Ancora sugli allenatori. Chi, secondo te, meriterebbe una chance con il professionismo?
“Non voglio fare torto a nessuno, ma dico Ligato: è stato un drago a fare due finali con lo stesso gruppo”.

Un assist perfetto per una domanda d’obbligo: Ligato sarà un allenatore del Chieri?
“Non è giusto parlarne adesso, l’Atletico Torino rappresenta tutto il Piemonte in una fase nazionale, lasciamoli tranquilli e tifiamo per loro”.

Ultima sugli allenatori: quelli più sopravvalutati.
“Non ce ne sono. L’allenatore è un uomo solo, fare l’allenatore nelle giovanili, età difficilissima per i ragazzi, è una missione, andrebbero tutti abbracciati per il lavoro che fanno, si occupano dell’educazione non solo calcistica di ragazzi che realisticamente non faranno i calciatori di mestiere. Impossibile parlare male di qualcuno”.
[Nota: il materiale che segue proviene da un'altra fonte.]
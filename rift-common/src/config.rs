//! Process-wide tunables consumed at startup.

/// Startup settings for the server process.
#[derive(Debug, Clone, PartialEq, Eq)]
pub struct RuntimeConfig {
    /// TCP port the RESP listener binds.
    pub resp_port: u16,
    /// Maximum command groups a single connection may have awaiting execution before the
    /// reactor stops consuming its input bytes.
    pub max_command_backlog: usize,
    /// Readiness event capacity of one reactor poll cycle.
    pub max_events: usize,
    /// Connection write buffer size above which socket reads pause.
    pub write_high_watermark_bytes: usize,
    /// Connection write buffer size below which paused reads resume.
    pub write_low_watermark_bytes: usize,
}

impl Default for RuntimeConfig {
    fn default() -> Self {
        Self {
            resp_port: 6379,
            max_command_backlog: 10_000,
            max_events: 1024,
            write_high_watermark_bytes: 256 * 1024,
            write_low_watermark_bytes: 128 * 1024,
        }
    }
}

impl RuntimeConfig {
    /// Returns validated backpressure watermarks.
    ///
    /// # Errors
    ///
    /// Returns `InvalidConfig` when the low watermark is not below the high watermark.
    pub fn normalized_watermarks(&self) -> crate::error::RiftResult<(usize, usize)> {
        if self.write_low_watermark_bytes >= self.write_high_watermark_bytes {
            return Err(crate::error::RiftError::InvalidConfig(
                "write low watermark must be below high watermark",
            ));
        }
        Ok((
            self.write_high_watermark_bytes,
            self.write_low_watermark_bytes,
        ))
    }

    /// Returns the backlog cap, normalizing zero to one so a connection can always hold the
    /// group it is currently assembling.
    #[must_use]
    pub fn normalized_backlog_cap(&self) -> usize {
        self.max_command_backlog.max(1)
    }
}

#[cfg(test)]
mod tests {
    use super::RuntimeConfig;
    use googletest::prelude::*;
    use rstest::rstest;

    #[rstest]
    fn default_config_has_valid_watermarks() {
        let config = RuntimeConfig::default();
        let (high, low) = config
            .normalized_watermarks()
            .expect("default watermarks must validate");
        assert_that!(low < high, eq(true));
    }

    #[rstest]
    fn inverted_watermarks_are_rejected() {
        let config = RuntimeConfig {
            write_high_watermark_bytes: 16,
            write_low_watermark_bytes: 64,
            ..RuntimeConfig::default()
        };
        assert_that!(config.normalized_watermarks().is_err(), eq(true));
    }

    #[rstest]
    fn zero_backlog_cap_is_normalized_to_one() {
        let config = RuntimeConfig {
            max_command_backlog: 0,
            ..RuntimeConfig::default()
        };
        assert_that!(config.normalized_backlog_cap(), eq(1_usize));
    }
}
/// State shared between the reactor-side connection and its background worker.
#[derive(Debug)]
struct ConnShared {
    /// Which party may mutate connection state: `OWNER_REACTOR` or `OWNER_WORKER`.
    ownership: AtomicU8,
    /// Groups queued to the worker and not yet executed (stop sentinel included).
    counter: AtomicI32,
    /// Output buffers published and not yet drained by the reactor.
    out_count: AtomicI32,
    /// Monotonic count of worker wake signals.
    wakes: AtomicU64,
    /// Last `wakes` value the reactor has drained up to.
    wake_snapshot: AtomicU64,
    /// Unix nanos since the worker started waiting for work; zero while executing.
    waiting_since_ns: AtomicU64,
    stats: ConnStats,
    /// First wake delivery failure; fatal to the connection.
    wake_error: OnceLock<RiftError>,
}

impl ConnShared {
    fn new() -> Self {
        Self {
            ownership: AtomicU8::new(OWNER_REACTOR),
            counter: AtomicI32::new(0),
            out_count: AtomicI32::new(0),
            wakes: AtomicU64::new(0),
            wake_snapshot: AtomicU64::new(0),
            waiting_since_ns: AtomicU64::new(0),
            stats: ConnStats::default(),
            wake_error: OnceLock::new(),
        }
    }
}

/// Reactor-side handle on the lazily spawned background worker.
struct ConnWorker {
    open: bool,
    group_tx: Option<spsc::Sender<WorkerMsg>>,
    out_rx: Option<spsc::Receiver<Vec<u8>>>,
    join: Option<JoinHandle<()>>,
}

impl ConnWorker {
    fn idle() -> Self {
        Self {
            open: false,
            group_tx: None,
            out_rx: None,
            join: None,
        }
    }
}

/// One connection's command processor, driven by the reactor through `on_data`.
pub struct CmdConn {
    id: ConnectionId,
    registry: Arc<CommandRegistry>,
    keyspace: Arc<Keyspace>,
    waker: Arc<dyn ConnWaker>,
    max_backlog: usize,

    action: ConnAction,
    close_reason: Option<RiftError>,
    done: bool,

    /// Bytes of an incomplete frame carried to the next `on_data` call. Reactor-owned.
    leftovers: Vec<u8>,
    /// Groups awaiting dispatch, in arrival order.
    backlog: Vec<Box<CmdGroup>>,
    /// Group under construction by the current parse pass.
    next: Box<CmdGroup>,
    /// Argument scratch reused across parse iterations.
    args_scratch: Vec<Vec<u8>>,

    shared: Arc<ConnShared>,
    worker: ConnWorker,
}
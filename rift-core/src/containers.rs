//! Container choices for hot-path tables.
//!
//! Command-table and keyspace lookups sit on the request path, so the map implementation is
//! picked once here instead of being named at every use site.

use hashbrown::HashMap;

/// Hash map used for request-path lookup tables.
pub type FastMap<K, V> = HashMap<K, V>;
Cambiamo fronte, parliamo di direttori sportivi. Non ti chiedo chi sarà il tuo successore a Chieri, tanto sei troppo diplomatico per dirmelo, ma un paio di nomi di “colleghi” che stimi.
“Dico due mostri sacri delle giovanili: Sergio Fantino e Tiziano Gobbato”.

Ultima domanda. Da dove vieni e cos’hai fatto nel calcio, lo abbiamo capito. Ma cosa farà, da domani, Francesco Marinaccio, nuovo team manager del Chieri?
“Lavorerò al fianco di Manzo e di Perfetti, mi occuperò della parte organizzativa e logistica. Avrò a che fare con il mondo dei “grandi”, che ho sempre vissuto marginalmente. Una bella avventura, il giusto sfogo per chi, come me, vuole migliorarsi in questo mondo. Ho iniziato con i Piccoli Amici, ho lavorato tanti anni nelle giovanili, mi mancava il tassello della Prima squadra, ho fatto tutto il giro. Ho tanta voglia, tanto entusiasmo, mi dispiace solo una cosa…”

Cosa?
“Che non parlerò più con 11 giovani”.